Fig. 2.

CD47 expression is increased on 16p11.2 deletion OPCs protecting them from calreticulin-mediated phagocytosis.(A) Schematic of directed differentiation of iPSCs into oligodendrocyte progenitor cells (OPCs). (B) After 12 days of differentiation, immunostaining for pre-OPC markers Olig2 and Nkx2.2. Nuclei (DAPI, blue). (C) Following 50 days of directed differentiation, quantitative RT-PCR of mRNA expression levels of genes associated with the oligodendrocyte lineage. Data represent fold change relative to undifferentiated control human iPSCs. P values not significant at 5% level. (D) Immunostaining for Sox10 after 50 days. (E) Confocal imaging showing expression of the OPC marker O4 after 50 days. (F) Quantitative RT-PCR of mRNA expression levels of cd47 after 12 days (Left) and 50 days (Right) of directed differentiation.
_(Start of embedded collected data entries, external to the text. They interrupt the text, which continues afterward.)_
// [libs/infra/coordinator-client/src/types.rs]
//! Wire payloads exchanged with the coordinator that aren't already
//! covered by the shared domain models.

use serde::{Deserialize, Serialize};

use agent_domain_models::ServerState;

#[derive(Debug, Clone, Serialize, Deserialize)]
pub struct AgentAuthResponse {
    pub agent_id: String,
}

/// Server-advertised knobs refreshed on startup and on every `reload`.
#[derive(Debug, Clone, Serialize, Deserialize)]
pub struct RemoteAgentConfig {
    pub agent_update_interval_secs: u64,
    pub use_native_cracker: bool,
    #[serde(default)]
    pub benchmark_update_frequency_secs: Option<u64>,
}

#[derive(Debug, Clone, Serialize, Deserialize)]
pub struct HeartbeatResponse {
    pub state: ServerState,
}

#[derive(Debug, Clone, Copy, Serialize, Deserialize, PartialEq, Eq)]
#[serde(rename_all = "snake_case")]
pub enum ErrorSeverity {
    Info,
    Minor,
    Critical,
    Fatal,
}

#[derive(Debug, Clone, Serialize)]
pub struct AgentErrorReport<'a> {
    pub message: &'a str,
    pub task_id: Option<&'a str>,
    pub severity: ErrorSeverity,
}
// [libs/core/attack-params/src/errors.rs]
//! Error taxonomy for attack-parameter validation and argv synthesis.

use std::path::PathBuf;
use thiserror::Error;

#[derive(Error, Debug, Clone, PartialEq, Eq)]
pub enum ArgBuildError {
    #[error("attack mode code {0} is not supported")]
    UnsupportedAttackMode(u32),

    #[error("dictionary attack requires exactly one wordlist")]
    DictionaryWordlistMissing,

    #[error("mask attack requires a mask or a mask list")]
    MaskMissing,

    #[error("mask attack cannot specify both a mask and a mask list")]
    MaskAndMaskListBothGiven,

    #[error("hybrid attack requires a mask")]
    HybridMaskMissing,

    #[error("hybrid attack requires a wordlist")]
    HybridWordlistMissing,

    #[error("at most 4 custom charsets are supported, got {0}")]
    TooManyCustomCharsets(usize),

    #[error("mask increment requires min <= max (min={min}, max={max})")]
    InvalidMaskIncrementRange { min: u32, max: u32 },

    #[error("path `{0}` escapes the configured base directory")]
    PathEscapesBase(PathBuf),

    #[error("resolved path `{0}` does not exist")]
    PathNotFound(PathBuf),

    #[error("io error resolving path: {0}")]
    Io(String),
}
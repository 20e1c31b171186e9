// [apps/agent/src/lib.rs]
/*!
 * =================================================================
 * CIPHERSWARM AGENT — LIBRARY ROOT
 *
 * Re-exports the pieces `main.rs` wires together so the binary stays
 * a thin bootstrap shell: parse CLI, load config, start logging,
 * build the coordinator client, and hand off to the control loop.
 * =================================================================
 */

pub mod bootstrap;
pub mod cli;
pub mod collaborators;
pub mod config;
pub mod context;
pub mod control_loop;
pub mod errors;
pub mod logging;
pub mod supervisor;

pub use cli::Cli;
pub use context::AgentContext;
pub use control_loop::AgentLoop;
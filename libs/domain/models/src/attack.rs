// [libs/domain/models/src/attack.rs]
//! Attack parameter contracts: the configuration for one cracking run,
//! as handed down from the coordinator and consumed by the arg builder.

use serde::{Deserialize, Serialize};

/// Cracker attack mode, mirroring hashcat's `-a` values.
#[derive(Debug, Clone, Copy, Serialize, Deserialize, PartialEq, Eq)]
#[serde(rename_all = "snake_case")]
pub enum AttackMode {
    Dictionary = 0,
    Mask = 3,
    HybridDictMask = 6,
    HybridMaskDict = 7,
    Benchmark = 9,
}

impl AttackMode {
    /// Numeric code passed to the cracker's `-a` flag.
    pub fn code(self) -> u32 {
        self as u32
    }
}

/// Increment bounds for mask-family attacks.
#[derive(Debug, Clone, Copy, Serialize, Deserialize, PartialEq, Eq)]
pub struct MaskIncrement {
    pub min: u32,
    pub max: u32,
}

/// Raw custom-charset entries (0–4 of them), positional: entry `i`
/// maps to `--custom-charsetN` where `N = i + 1`. Blank entries are
/// dropped, not re-indexed.
#[derive(Debug, Clone, Default, Serialize, Deserialize, PartialEq, Eq)]
pub struct CustomCharsets(pub Vec<String>);

impl CustomCharsets {
    pub fn from_entries(entries: impl IntoIterator<Item = String>) -> Self {
        Self(entries.into_iter().collect())
    }

    /// Total entries, including blanks, as received — hashcat only
    /// has four custom-charset flags, so more than 4 is malformed.
    pub fn len(&self) -> usize {
        self.0.len()
    }

    pub fn is_empty(&self) -> bool {
        self.0.is_empty()
    }

    /// Non-blank `(1-based flag index, charset)` pairs, in original
    /// position order.
    pub fn populated(&self) -> impl Iterator<Item = (usize, &str)> {
        self.0
            .iter()
            .enumerate()
            .filter_map(|(i, entry)| {
                let trimmed = entry.trim();
                (!trimmed.is_empty()).then_some((i + 1, trimmed))
            })
    }
}

/// The attack-specific parameters for one cracking task, as derived
/// from the coordinator's attack descriptor.
#[derive(Debug, Clone, Serialize, Deserialize)]
pub struct AttackParams {
    pub attack_mode: AttackMode,
    pub hash_type: u32,
    pub hash_file: String,

    pub wordlist: Option<String>,
    pub rule_list: Option<String>,
    pub mask: Option<String>,
    pub mask_list: Option<String>,
    pub mask_custom_charsets: CustomCharsets,
    pub mask_increment: Option<MaskIncrement>,

    pub optimized_kernels: bool,
    pub slow_candidates: bool,
    pub skip: Option<u64>,
    pub limit: Option<u64>,
    pub backend_devices: Option<String>,
    pub opencl_device_types: Option<String>,
    pub additional_args: Vec<String>,
    pub enable_additional_hash_types: bool,

    pub restore_file_path: Option<String>,
}

impl AttackParams {
    pub fn is_resuming(&self) -> bool {
        self.restore_file_path.is_some()
    }
}

/// The coordinator's wire representation of an attack, as returned by
/// `get_attack_parameters`. Distinct from `AttackParams`: this is
/// unvalidated input, named by server-side identifiers (wordlist GUID,
/// not a resolved path) until `derive_params` binds it to a task's
/// hash file and local file paths.
#[derive(Debug, Clone, Serialize, Deserialize)]
pub struct AttackDescriptor {
    pub id: String,
    pub attack_mode: u32,
    pub hash_type: u32,
    pub hash_list_id: String,

    pub word_list: Option<String>,
    pub rule_list: Option<String>,
    pub mask: Option<String>,
    pub mask_list: Option<String>,
    pub mask_custom_charsets: CustomCharsets,
    pub mask_increment: Option<MaskIncrement>,

    pub optimized: bool,
    pub slow_candidates: bool,
    pub skip: Option<u64>,
    pub limit: Option<u64>,

    pub additional_args: Vec<String>,
    pub enable_additional_hash_types: bool,
}
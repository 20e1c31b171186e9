// [libs/domain/models/src/config.rs]
//! Agent-wide configuration: paths, thresholds, credentials, and the
//! server-advertised knobs refreshed on every `reload`.

use serde::{Deserialize, Serialize};
use std::path::PathBuf;
use std::time::Duration;

fn default_gpu_temp_threshold() -> u32 {
    80
}
fn default_status_timer() -> u64 {
    3
}
fn default_outfile_check_timer() -> u64 {
    5
}
fn default_sleep_on_failure_secs() -> u64 {
    60
}
fn default_benchmark_update_frequency_secs() -> u64 {
    168 * 3600
}
fn default_heartbeat_interval_secs() -> u64 {
    60
}

/// Configuration loaded from `cipherswarmagent.{yaml}`, CLI flags, and
/// environment variables, layered in that order of increasing priority.
#[derive(Debug, Clone, Serialize, Deserialize)]
pub struct AgentConfig {
    pub api_url: String,
    pub api_token: String,
    pub data_path: PathBuf,

    #[serde(default)]
    pub always_trust_files: bool,
    #[serde(default)]
    pub retain_zaps_on_completion: bool,
    #[serde(default = "default_gpu_temp_threshold")]
    pub gpu_temp_threshold: u32,
    #[serde(default = "default_status_timer")]
    pub status_timer: u64,
    #[serde(default = "default_outfile_check_timer")]
    pub outfile_check_timer: u64,
    #[serde(default = "default_sleep_on_failure_secs")]
    pub sleep_on_failure_secs: u64,
    #[serde(default = "default_benchmark_update_frequency_secs")]
    pub benchmark_update_frequency_secs: u64,
    #[serde(default = "default_heartbeat_interval_secs")]
    pub heartbeat_interval_secs: u64,

    /// Fields refreshed from `get_agent_configuration()` at startup and
    /// on every `reload`.
    #[serde(default)]
    pub agent_update_interval_secs: u64,
    #[serde(default)]
    pub use_native_cracker: bool,
}

impl AgentConfig {
    pub fn files_path(&self) -> PathBuf {
        self.data_path.join("files")
    }
    pub fn hashlists_path(&self) -> PathBuf {
        self.data_path.join("hashlists")
    }
    pub fn zaps_path(&self) -> PathBuf {
        self.data_path.join("zaps")
    }
    pub fn output_path(&self) -> PathBuf {
        self.data_path.join("output")
    }
    pub fn restore_path(&self) -> PathBuf {
        self.data_path.join("restore")
    }
    pub fn agent_lock_path(&self) -> PathBuf {
        self.data_path.join("lock.pid")
    }
    pub fn cracker_lock_path(&self) -> PathBuf {
        self.data_path.join("hashcat.pid")
    }

    pub fn sleep_on_failure(&self) -> Duration {
        Duration::from_secs(self.sleep_on_failure_secs)
    }
    pub fn agent_update_interval(&self) -> Duration {
        Duration::from_secs(self.agent_update_interval_secs.max(1))
    }
    pub fn benchmark_update_frequency(&self) -> Duration {
        Duration::from_secs(self.benchmark_update_frequency_secs)
    }
    pub fn heartbeat_interval(&self) -> Duration {
        Duration::from_secs(self.heartbeat_interval_secs)
    }
}
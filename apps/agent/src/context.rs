// [apps/agent/src/context.rs]
//! The agent's only piece of shared mutable state, threaded explicitly
//! through the control loop and heartbeat worker rather than living as
//! a process-wide singleton. Per the concurrency model, nothing else
//! writes to it; the supervisor only reads the config snapshot it hands
//! down for one task's duration.

use std::sync::atomic::{AtomicBool, Ordering};
use std::sync::RwLock;
use std::time::Instant;

use agent_coordinator_client::RemoteAgentConfig;
use agent_domain_models::{AgentConfig, Activity};

pub struct AgentContext {
    activity: RwLock<Activity>,
    config: RwLock<AgentConfig>,
    reload: AtomicBool,
    job_checking_stopped: AtomicBool,
    last_benchmark: RwLock<Instant>,
}

impl AgentContext {
    pub fn new(config: AgentConfig) -> Self {
        Self {
            activity: RwLock::new(Activity::Starting),
            config: RwLock::new(config),
            reload: AtomicBool::new(false),
            job_checking_stopped: AtomicBool::new(false),
            last_benchmark: RwLock::new(Instant::now()),
        }
    }

    /// Whether `benchmark_update_frequency` has elapsed since the last
    /// completed benchmark, independent of the server-driven `pending`
    /// path — a complete agent re-benchmarks itself on a schedule
    /// rather than waiting to be asked.
    pub fn benchmark_due(&self) -> bool {
        let elapsed = self.last_benchmark.read().expect("lock poisoned").elapsed();
        elapsed >= self.config().benchmark_update_frequency()
    }

    pub fn mark_benchmarked(&self) {
        *self.last_benchmark.write().expect("lock poisoned") = Instant::now();
    }

    pub fn activity(&self) -> Activity {
        *self.activity.read().expect("lock poisoned")
    }

    pub fn set_activity(&self, activity: Activity) {
        *self.activity.write().expect("lock poisoned") = activity;
    }

    pub fn config(&self) -> AgentConfig {
        self.config.read().expect("lock poisoned").clone()
    }

    /// Merges the coordinator's advertised knobs into the local config
    /// snapshot on startup and on every `reload`.
    pub fn merge_remote_config(&self, remote: RemoteAgentConfig) {
        let mut config = self.config.write().expect("lock poisoned");
        config.agent_update_interval_secs = remote.agent_update_interval_secs;
        config.use_native_cracker = remote.use_native_cracker;
        if let Some(frequency) = remote.benchmark_update_frequency_secs {
            config.benchmark_update_frequency_secs = frequency;
        }
    }

    /// Sets the reload flag unless a benchmark is already running.
    pub fn request_reload_unless_benchmarking(&self) {
        if self.activity() != Activity::Benchmarking {
            self.reload.store(true, Ordering::SeqCst);
        }
    }

    /// Atomically consumes the reload flag: returns `true` (and clears
    /// it) only if it was set and the agent isn't already benchmarking.
    pub fn take_reload(&self) -> bool {
        if self.activity() == Activity::Benchmarking {
            return false;
        }
        self.reload.swap(false, Ordering::SeqCst)
    }

    pub fn stop_job_checking(&self) {
        self.job_checking_stopped.store(true, Ordering::SeqCst);
    }

    pub fn job_checking_stopped(&self) -> bool {
        self.job_checking_stopped.load(Ordering::SeqCst)
    }
}
// [libs/infra/coordinator-client/src/client.rs]
//! `reqwest`-backed `CoordinatorApi`, with exponential backoff around
//! every call.

use std::sync::Mutex;
use std::time::Duration;

use async_trait::async_trait;
use reqwest::{Client, StatusCode};
use serde::Serialize;

use agent_domain_models::{AttackDescriptor, CrackResult, CrackerStatus, ServerState, Task};

use crate::api::{error_report, CoordinatorApi};
use crate::errors::CoordinatorError;
use crate::types::{AgentAuthResponse, ErrorSeverity, HeartbeatResponse, RemoteAgentConfig};

const MIN_RETRIES: u32 = 5;
const MIN_BACKOFF: Duration = Duration::from_secs(5);
const MAX_BACKOFF: Duration = Duration::from_secs(30);

pub struct ReqwestCoordinatorClient {
    http: Client,
    base_url: String,
    agent_id: Mutex<Option<String>>,
}

impl ReqwestCoordinatorClient {
    pub fn new(base_url: impl Into<String>, api_token: &str) -> Result<Self, CoordinatorError> {
        let mut headers = reqwest::header::HeaderMap::new();
        let mut auth = reqwest::header::HeaderValue::from_str(&format!("Bearer {api_token}"))
            .expect("token contains only valid header characters");
        auth.set_sensitive(true);
        headers.insert(reqwest::header::AUTHORIZATION, auth);

        let http = Client::builder()
            .default_headers(headers)
            .user_agent(concat!(env!("CARGO_PKG_NAME"), "/", env!("CARGO_PKG_VERSION")))
            .timeout(Duration::from_secs(60))
            .build()?;

        Ok(Self {
            http,
            base_url: base_url.into().trim_end_matches('/').to_string(),
            agent_id: Mutex::new(None),
        })
    }

    fn url(&self, path: &str) -> String {
        format!("{}{}", self.base_url, path)
    }

    /// Runs `attempt` with exponential backoff: at least 5 tries,
    /// 5s-30s between attempts, doubling each time, retrying only on
    /// network errors and the 5xx/408/429 status classes.
    async fn with_retry<T, F, Fut>(&self, mut attempt: F) -> Result<T, CoordinatorError>
    where
        F: FnMut() -> Fut,
        Fut: std::future::Future<Output = Result<T, CoordinatorError>>,
    {
        let mut delay = MIN_BACKOFF;
        let mut tries = 0u32;
        loop {
            tries += 1;
            match attempt().await {
                Ok(value) => return Ok(value),
                Err(error) if error.is_retryable() && tries < MIN_RETRIES => {
                    tracing::warn!(%error, tries, "coordinator call failed, retrying");
                    tokio::time::sleep(delay).await;
                    delay = (delay * 2).min(MAX_BACKOFF);
                }
                Err(error) if error.is_retryable() => {
                    tracing::error!(%error, tries, "coordinator call exhausted retries");
                    return Err(CoordinatorError::RetriesExhausted);
                }
                Err(error) => return Err(error),
            }
        }
    }

    async fn send_json<B: Serialize + Sync>(
        &self,
        method: reqwest::Method,
        path: &str,
        body: Option<&B>,
    ) -> Result<reqwest::Response, CoordinatorError> {
        let mut request = self.http.request(method, self.url(path));
        if let Some(body) = body {
            request = request.json(body);
        }
        let response = request.send().await?;

        match response.status() {
            StatusCode::OK | StatusCode::CREATED | StatusCode::NO_CONTENT => Ok(response),
            StatusCode::UNAUTHORIZED | StatusCode::FORBIDDEN => Err(CoordinatorError::Unauthorized),
            status => {
                let body = response.text().await.unwrap_or_default();
                Err(CoordinatorError::ServerRejection {
                    status: status.as_u16(),
                    body,
                })
            }
        }
    }
}

#[async_trait]
impl CoordinatorApi for ReqwestCoordinatorClient {
    async fn authenticate(&self) -> Result<String, CoordinatorError> {
        let agent_id = self
            .with_retry(|| async {
                let response = self
                    .send_json::<()>(reqwest::Method::POST, "/api/v1/client/authenticate", None)
                    .await?;
                Ok(response.json::<AgentAuthResponse>().await?.agent_id)
            })
            .await?;
        *self.agent_id.lock().expect("lock poisoned") = Some(agent_id.clone());
        Ok(agent_id)
    }

    async fn get_agent_configuration(&self) -> Result<RemoteAgentConfig, CoordinatorError> {
        self.with_retry(|| async {
            let response = self
                .send_json::<()>(reqwest::Method::GET, "/api/v1/client/configuration", None)
                .await?;
            Ok(response.json::<RemoteAgentConfig>().await?)
        })
        .await
    }

    async fn get_new_task(&self) -> Result<Option<Task>, CoordinatorError> {
        self.with_retry(|| async {
            let response = self
                .send_json::<()>(reqwest::Method::GET, "/api/v1/client/tasks/new", None)
                .await?;
            if response.status() == StatusCode::NO_CONTENT {
                Ok(None)
            } else {
                Ok(Some(response.json::<Task>().await?))
            }
        })
        .await
    }

    async fn accept_task(&self, task: &Task) -> Result<(), CoordinatorError> {
        self.with_retry(|| async {
            self.send_json::<()>(
                reqwest::Method::POST,
                &format!("/api/v1/client/tasks/{}/accept", task.id),
                None,
            )
            .await?;
            Ok(())
        })
        .await
    }

    async fn abandon_task(&self, task: &Task) -> Result<(), CoordinatorError> {
        self.with_retry(|| async {
            self.send_json::<()>(
                reqwest::Method::POST,
                &format!("/api/v1/client/tasks/{}/abandon", task.id),
                None,
            )
            .await?;
            Ok(())
        })
        .await
    }

    async fn get_attack_parameters(
        &self,
        attack_id: &str,
    ) -> Result<AttackDescriptor, CoordinatorError> {
        self.with_retry(|| async {
            let response = self
                .send_json::<()>(
                    reqwest::Method::GET,
                    &format!("/api/v1/client/attacks/{attack_id}"),
                    None,
                )
                .await?;
            Ok(response.json::<AttackDescriptor>().await?)
        })
        .await
    }

    async fn submit_status(
        &self,
        task: &Task,
        status: &CrackerStatus,
    ) -> Result<(), CoordinatorError> {
        self.with_retry(|| async {
            self.send_json(
                reqwest::Method::POST,
                &format!("/api/v1/client/tasks/{}/submit_status", task.id),
                Some(status),
            )
            .await?;
            Ok(())
        })
        .await
    }

    async fn submit_crack(&self, task: &Task, result: &CrackResult) -> Result<(), CoordinatorError> {
        self.with_retry(|| async {
            self.send_json(
                reqwest::Method::POST,
                &format!("/api/v1/client/tasks/{}/submit_crack", task.id),
                Some(result),
            )
            .await?;
            Ok(())
        })
        .await
    }

    async fn submit_agent_error(
        &self,
        message: &str,
        task: Option<&Task>,
        severity: ErrorSeverity,
    ) -> Result<(), CoordinatorError> {
        let report = error_report(message, task.map(|t| t.id.as_str()), severity);
        self.with_retry(|| async {
            self.send_json(reqwest::Method::POST, "/api/v1/client/agents/errors", Some(&report))
                .await?;
            Ok(())
        })
        .await
    }

    async fn report_exhausted(&self, task: &Task) -> Result<(), CoordinatorError> {
        self.with_retry(|| async {
            self.send_json::<()>(
                reqwest::Method::POST,
                &format!("/api/v1/client/tasks/{}/exhausted", task.id),
                None,
            )
            .await?;
            Ok(())
        })
        .await
    }

    async fn send_heartbeat(&self) -> Result<ServerState, CoordinatorError> {
        self.with_retry(|| async {
            let response = self
                .send_json::<()>(reqwest::Method::POST, "/api/v1/client/agents/heartbeat", None)
                .await?;
            Ok(response.json::<HeartbeatResponse>().await?.state)
        })
        .await
    }

    async fn send_shutdown(&self) -> Result<(), CoordinatorError> {
        self.with_retry(|| async {
            self.send_json::<()>(reqwest::Method::POST, "/api/v1/client/agents/shutdown", None)
                .await?;
            Ok(())
        })
        .await
    }
}

#[cfg(test)]
mod tests {
    use super::*;
    use std::sync::atomic::{AtomicU32, Ordering};

    #[test]
    fn new_trims_trailing_slash_from_base_url() {
        let client = ReqwestCoordinatorClient::new("https://coordinator.example/", "a-token").unwrap();
        assert_eq!(client.url("/api/v1/ping"), "https://coordinator.example/api/v1/ping");
    }

    #[tokio::test]
    async fn with_retry_stops_immediately_on_non_retryable_error() {
        let client = ReqwestCoordinatorClient::new("https://coordinator.example", "a-token").unwrap();
        let calls = AtomicU32::new(0);

        let result: Result<(), CoordinatorError> = client
            .with_retry(|| {
                calls.fetch_add(1, Ordering::SeqCst);
                async { Err(CoordinatorError::Unauthorized) }
            })
            .await;

        assert!(matches!(result, Err(CoordinatorError::Unauthorized)));
        assert_eq!(calls.load(Ordering::SeqCst), 1);
    }

    #[tokio::test(start_paused = true)]
    async fn with_retry_gives_up_after_minimum_retry_count() {
        let client = ReqwestCoordinatorClient::new("https://coordinator.example", "a-token").unwrap();
        let calls = AtomicU32::new(0);

        let result: Result<(), CoordinatorError> = client
            .with_retry(|| {
                calls.fetch_add(1, Ordering::SeqCst);
                async {
                    Err(CoordinatorError::ServerRejection {
                        status: 503,
                        body: String::new(),
                    })
                }
            })
            .await;

        assert!(matches!(result, Err(CoordinatorError::RetriesExhausted)));
        assert_eq!(calls.load(Ordering::SeqCst), MIN_RETRIES);
    }
}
Data represent fold change relative to undifferentiated control human iPSCs. (G) Flow cytometry histograms of the mean fluorescence intensities (MFI) of CD47 in OPCs after 50 d of directed differentiation. (H) Quantification of CD47 MFI. (I) Histograms of the MFI of cell-surface expression of CRT in OPCs. (J)Quantification of CRT MFI. (K) Quantification of PHA-L in OPCs. (L) Flow cytometry phagocytosis plots showing rates of engulfment of OPCs when cocultured with human derived macrophages (labeled with a CD45 antibody). 16p_del_CD47 Ab, OPCs differentiated from 16p_del lines pretreated with CD47 blocking antibody prior to phagocytosis assessment. (M) Percentage of phagocytosed OPCs. All data are mean ± SE. P values determined by one-way ANOVA followed by post-hoc Tukey HSD Test (C, F, H, J, K, M). n = 3 (C, F, M) and n = 2 biological replicates (H, J, K) per cell line (16p_dup, n = 2; control, n = 3; 16p_del, n = 4 cell lines). [Scale bar, 50 µm (B, D, E).]